> Exercise requirements: Retype, exactly as they appear below, the lines between the line holding "filename apps/backend/src/routes/mod.rs" and the line holding "pub mod health;", both ends included.

> Material shown:

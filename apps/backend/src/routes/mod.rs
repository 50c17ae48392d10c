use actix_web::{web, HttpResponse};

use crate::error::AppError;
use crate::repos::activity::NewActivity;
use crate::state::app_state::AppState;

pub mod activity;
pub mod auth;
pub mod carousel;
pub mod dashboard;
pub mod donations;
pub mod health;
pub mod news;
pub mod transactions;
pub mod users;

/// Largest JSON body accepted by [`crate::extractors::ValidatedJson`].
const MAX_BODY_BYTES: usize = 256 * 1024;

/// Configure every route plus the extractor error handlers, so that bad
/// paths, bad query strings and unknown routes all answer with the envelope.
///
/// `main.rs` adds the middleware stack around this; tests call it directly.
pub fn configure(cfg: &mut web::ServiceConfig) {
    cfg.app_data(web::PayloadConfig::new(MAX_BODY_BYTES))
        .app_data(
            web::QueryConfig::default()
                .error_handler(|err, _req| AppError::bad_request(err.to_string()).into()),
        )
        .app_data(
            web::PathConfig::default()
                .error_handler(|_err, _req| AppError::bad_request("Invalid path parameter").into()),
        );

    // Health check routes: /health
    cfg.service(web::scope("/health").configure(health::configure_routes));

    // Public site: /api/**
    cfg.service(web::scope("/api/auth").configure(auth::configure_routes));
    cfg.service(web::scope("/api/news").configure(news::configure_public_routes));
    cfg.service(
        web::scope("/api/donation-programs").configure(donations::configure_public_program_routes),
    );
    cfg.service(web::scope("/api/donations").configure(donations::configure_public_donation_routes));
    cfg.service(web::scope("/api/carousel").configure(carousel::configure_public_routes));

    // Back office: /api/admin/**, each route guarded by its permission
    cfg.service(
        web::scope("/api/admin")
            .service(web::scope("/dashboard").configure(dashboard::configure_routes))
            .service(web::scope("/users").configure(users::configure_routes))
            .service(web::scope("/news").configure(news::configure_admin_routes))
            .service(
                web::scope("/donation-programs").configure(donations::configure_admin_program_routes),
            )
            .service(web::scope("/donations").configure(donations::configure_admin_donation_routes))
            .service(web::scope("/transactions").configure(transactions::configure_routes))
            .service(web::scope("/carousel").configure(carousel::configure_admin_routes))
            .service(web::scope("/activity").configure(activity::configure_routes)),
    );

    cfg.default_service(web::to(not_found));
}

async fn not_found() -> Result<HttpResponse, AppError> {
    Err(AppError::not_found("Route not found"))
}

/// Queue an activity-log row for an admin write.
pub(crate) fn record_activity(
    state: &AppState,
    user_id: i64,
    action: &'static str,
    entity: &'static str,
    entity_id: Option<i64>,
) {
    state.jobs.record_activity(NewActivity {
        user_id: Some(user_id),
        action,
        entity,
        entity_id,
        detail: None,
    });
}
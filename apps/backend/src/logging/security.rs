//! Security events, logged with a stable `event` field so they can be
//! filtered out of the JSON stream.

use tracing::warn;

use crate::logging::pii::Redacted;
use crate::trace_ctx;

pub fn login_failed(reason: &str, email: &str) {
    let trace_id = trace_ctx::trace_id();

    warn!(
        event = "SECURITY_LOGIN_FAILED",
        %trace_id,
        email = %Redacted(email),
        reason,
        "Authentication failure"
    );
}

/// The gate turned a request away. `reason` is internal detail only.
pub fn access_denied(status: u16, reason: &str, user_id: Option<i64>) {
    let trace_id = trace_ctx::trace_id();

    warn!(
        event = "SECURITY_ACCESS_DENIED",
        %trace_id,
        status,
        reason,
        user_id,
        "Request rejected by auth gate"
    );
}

==

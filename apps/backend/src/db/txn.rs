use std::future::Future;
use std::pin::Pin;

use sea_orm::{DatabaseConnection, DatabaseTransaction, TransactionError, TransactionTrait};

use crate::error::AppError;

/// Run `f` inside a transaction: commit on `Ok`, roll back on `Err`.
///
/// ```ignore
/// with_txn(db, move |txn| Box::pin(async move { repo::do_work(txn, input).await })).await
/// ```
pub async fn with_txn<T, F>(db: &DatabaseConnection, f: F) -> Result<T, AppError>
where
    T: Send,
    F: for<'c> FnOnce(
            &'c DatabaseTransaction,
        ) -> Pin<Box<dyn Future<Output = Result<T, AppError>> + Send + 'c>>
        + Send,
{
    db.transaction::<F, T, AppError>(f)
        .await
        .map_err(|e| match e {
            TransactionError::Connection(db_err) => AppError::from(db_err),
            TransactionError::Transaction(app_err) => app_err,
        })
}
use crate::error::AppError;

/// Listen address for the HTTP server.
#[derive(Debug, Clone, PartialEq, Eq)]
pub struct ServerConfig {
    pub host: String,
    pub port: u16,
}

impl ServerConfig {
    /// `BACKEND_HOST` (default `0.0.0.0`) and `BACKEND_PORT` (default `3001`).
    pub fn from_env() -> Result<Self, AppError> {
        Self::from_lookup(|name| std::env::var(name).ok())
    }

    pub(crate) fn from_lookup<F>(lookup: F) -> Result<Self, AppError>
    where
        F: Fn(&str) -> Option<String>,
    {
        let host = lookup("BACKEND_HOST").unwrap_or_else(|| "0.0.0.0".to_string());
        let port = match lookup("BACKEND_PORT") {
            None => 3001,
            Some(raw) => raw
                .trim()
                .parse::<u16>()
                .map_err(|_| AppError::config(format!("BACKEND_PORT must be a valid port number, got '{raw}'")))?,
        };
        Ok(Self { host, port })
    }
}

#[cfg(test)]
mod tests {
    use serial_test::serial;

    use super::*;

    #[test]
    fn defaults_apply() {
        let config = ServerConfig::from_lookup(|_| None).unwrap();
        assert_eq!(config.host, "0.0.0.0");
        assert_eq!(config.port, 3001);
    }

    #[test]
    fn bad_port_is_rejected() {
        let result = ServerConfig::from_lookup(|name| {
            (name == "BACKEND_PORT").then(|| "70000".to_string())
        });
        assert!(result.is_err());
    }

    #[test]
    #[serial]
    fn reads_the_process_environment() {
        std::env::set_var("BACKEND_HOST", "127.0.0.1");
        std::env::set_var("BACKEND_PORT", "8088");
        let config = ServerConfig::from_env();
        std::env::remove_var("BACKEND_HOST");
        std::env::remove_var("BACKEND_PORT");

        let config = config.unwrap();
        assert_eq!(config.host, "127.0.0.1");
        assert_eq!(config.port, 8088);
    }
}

> Your solution:
filename apps/backend/src/routes/mod.rs
repository 50c17ae48392d10c
use actix_web::{web, HttpResponse};

use crate::error::AppError;
use crate::repos::activity::NewActivity;
use crate::state::app_state::AppState;

pub mod activity;
pub mod auth;
pub mod carousel;
pub mod dashboard;
pub mod donations;
pub mod health;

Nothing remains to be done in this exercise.